-------- RECORDS SHOWN

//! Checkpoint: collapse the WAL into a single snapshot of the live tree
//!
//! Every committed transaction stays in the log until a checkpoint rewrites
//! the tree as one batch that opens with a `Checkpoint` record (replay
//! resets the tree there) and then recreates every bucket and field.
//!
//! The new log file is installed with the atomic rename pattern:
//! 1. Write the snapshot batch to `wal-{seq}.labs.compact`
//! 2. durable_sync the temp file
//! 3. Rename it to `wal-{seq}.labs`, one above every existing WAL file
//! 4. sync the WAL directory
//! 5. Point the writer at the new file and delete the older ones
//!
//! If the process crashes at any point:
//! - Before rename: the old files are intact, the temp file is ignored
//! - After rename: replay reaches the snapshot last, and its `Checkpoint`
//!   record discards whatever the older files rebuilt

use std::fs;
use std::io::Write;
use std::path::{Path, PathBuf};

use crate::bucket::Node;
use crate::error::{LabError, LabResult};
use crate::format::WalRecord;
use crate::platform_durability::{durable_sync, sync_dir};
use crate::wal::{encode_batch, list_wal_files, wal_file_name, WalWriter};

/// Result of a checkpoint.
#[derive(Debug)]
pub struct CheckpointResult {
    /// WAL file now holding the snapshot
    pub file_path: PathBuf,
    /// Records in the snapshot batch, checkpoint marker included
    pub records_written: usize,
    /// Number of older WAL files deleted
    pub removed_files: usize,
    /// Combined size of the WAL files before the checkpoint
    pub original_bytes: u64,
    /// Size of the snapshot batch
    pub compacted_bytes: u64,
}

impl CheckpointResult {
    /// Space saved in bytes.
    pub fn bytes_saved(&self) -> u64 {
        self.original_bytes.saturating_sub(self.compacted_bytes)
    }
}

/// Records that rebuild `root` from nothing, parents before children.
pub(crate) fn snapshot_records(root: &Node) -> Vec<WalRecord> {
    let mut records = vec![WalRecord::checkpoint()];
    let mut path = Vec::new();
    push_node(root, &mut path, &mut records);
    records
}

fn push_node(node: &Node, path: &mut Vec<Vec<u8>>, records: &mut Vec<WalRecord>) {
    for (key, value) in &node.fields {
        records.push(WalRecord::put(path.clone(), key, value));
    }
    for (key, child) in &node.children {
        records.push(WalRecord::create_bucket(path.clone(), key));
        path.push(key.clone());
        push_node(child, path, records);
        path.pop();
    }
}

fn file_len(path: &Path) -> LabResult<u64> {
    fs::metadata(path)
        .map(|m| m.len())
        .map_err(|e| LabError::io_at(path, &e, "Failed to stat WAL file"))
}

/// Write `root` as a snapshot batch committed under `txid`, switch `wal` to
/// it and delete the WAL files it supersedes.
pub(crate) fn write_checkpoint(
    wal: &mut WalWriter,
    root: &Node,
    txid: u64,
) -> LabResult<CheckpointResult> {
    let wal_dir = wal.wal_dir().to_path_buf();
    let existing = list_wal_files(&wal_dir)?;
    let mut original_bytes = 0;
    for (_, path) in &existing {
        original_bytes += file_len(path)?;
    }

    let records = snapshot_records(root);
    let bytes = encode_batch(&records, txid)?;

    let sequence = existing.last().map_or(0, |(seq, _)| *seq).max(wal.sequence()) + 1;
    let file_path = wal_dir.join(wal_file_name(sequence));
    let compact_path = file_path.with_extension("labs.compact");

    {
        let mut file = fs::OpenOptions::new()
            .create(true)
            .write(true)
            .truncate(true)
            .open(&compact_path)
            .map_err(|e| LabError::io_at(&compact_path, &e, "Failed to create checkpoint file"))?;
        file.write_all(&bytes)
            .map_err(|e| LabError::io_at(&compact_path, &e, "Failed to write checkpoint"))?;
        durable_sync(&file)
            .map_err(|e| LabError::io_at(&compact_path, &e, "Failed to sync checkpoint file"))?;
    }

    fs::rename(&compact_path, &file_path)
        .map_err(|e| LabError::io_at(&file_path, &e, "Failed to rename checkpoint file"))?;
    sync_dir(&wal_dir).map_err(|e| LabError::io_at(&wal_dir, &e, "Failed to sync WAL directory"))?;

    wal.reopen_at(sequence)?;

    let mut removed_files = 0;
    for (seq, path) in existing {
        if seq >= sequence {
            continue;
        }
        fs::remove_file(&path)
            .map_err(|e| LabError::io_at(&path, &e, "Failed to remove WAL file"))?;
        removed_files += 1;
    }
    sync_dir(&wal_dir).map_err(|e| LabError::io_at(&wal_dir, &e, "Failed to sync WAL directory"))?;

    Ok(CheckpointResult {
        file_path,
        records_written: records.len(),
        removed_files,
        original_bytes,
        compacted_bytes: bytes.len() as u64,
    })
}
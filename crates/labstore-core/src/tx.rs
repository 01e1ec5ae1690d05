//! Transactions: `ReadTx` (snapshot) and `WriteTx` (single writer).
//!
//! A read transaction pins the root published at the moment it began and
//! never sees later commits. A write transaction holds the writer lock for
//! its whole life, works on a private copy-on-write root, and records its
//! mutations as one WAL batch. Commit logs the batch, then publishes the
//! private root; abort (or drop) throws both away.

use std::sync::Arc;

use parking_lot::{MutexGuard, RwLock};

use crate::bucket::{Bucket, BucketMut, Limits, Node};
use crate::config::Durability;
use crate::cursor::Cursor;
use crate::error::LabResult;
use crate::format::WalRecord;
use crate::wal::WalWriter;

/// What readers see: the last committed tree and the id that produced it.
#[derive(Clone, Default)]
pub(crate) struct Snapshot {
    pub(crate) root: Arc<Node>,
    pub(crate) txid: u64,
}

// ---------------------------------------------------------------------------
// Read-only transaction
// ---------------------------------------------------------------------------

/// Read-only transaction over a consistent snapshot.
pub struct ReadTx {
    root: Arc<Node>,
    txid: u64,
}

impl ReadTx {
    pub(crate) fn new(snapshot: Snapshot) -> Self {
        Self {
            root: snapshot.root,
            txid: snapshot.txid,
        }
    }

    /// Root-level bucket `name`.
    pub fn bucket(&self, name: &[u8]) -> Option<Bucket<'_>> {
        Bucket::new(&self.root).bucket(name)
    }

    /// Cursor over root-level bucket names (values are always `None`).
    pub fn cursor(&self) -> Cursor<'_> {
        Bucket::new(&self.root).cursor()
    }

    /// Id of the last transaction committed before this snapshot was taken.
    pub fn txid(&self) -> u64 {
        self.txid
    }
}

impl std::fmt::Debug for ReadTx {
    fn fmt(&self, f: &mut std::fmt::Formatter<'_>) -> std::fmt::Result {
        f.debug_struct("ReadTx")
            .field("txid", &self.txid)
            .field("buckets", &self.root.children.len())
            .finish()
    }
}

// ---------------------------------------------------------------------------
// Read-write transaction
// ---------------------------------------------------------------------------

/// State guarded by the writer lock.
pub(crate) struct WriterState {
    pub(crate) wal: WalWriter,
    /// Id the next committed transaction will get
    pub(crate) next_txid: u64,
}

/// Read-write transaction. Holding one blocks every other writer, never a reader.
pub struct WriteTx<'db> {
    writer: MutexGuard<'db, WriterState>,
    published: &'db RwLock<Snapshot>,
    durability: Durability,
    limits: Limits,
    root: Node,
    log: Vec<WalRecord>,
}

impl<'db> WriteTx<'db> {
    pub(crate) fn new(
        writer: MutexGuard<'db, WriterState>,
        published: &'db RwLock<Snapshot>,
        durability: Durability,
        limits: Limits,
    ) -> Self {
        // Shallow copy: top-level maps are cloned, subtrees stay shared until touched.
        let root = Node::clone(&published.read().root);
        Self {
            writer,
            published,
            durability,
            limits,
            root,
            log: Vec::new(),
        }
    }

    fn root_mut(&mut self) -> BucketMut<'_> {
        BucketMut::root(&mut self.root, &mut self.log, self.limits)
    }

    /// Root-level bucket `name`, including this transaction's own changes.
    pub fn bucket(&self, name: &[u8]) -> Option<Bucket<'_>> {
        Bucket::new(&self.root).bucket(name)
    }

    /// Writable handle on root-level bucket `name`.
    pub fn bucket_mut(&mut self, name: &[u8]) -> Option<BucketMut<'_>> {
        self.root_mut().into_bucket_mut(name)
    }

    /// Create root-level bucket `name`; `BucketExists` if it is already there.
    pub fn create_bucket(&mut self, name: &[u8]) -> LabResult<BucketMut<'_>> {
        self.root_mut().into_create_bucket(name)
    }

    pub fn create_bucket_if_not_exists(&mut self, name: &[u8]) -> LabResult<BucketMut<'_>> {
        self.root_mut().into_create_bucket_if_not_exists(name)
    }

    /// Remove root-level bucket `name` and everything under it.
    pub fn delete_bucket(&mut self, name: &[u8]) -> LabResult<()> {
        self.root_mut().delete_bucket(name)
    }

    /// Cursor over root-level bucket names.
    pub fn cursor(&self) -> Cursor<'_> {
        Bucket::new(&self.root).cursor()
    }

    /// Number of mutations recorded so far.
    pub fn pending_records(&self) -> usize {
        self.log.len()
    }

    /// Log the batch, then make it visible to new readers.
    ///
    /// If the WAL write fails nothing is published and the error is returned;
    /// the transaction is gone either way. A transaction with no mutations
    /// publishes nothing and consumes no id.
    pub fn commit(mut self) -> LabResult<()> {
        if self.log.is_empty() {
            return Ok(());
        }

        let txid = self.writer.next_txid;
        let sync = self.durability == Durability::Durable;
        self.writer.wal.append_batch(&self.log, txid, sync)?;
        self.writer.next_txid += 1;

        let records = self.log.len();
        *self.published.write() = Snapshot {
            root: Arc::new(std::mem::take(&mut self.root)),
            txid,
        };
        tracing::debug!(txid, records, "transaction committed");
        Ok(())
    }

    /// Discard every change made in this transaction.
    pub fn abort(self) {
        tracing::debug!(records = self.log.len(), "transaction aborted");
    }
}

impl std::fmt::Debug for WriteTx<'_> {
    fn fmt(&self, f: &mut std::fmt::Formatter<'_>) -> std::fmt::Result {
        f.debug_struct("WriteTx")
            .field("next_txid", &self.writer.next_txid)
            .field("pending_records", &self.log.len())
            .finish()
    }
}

----------------

• **THE PROBLEM**
Using the data above, tally each line in which "then" appears and give the number with no other words.

• **TASK OUTPUT**
3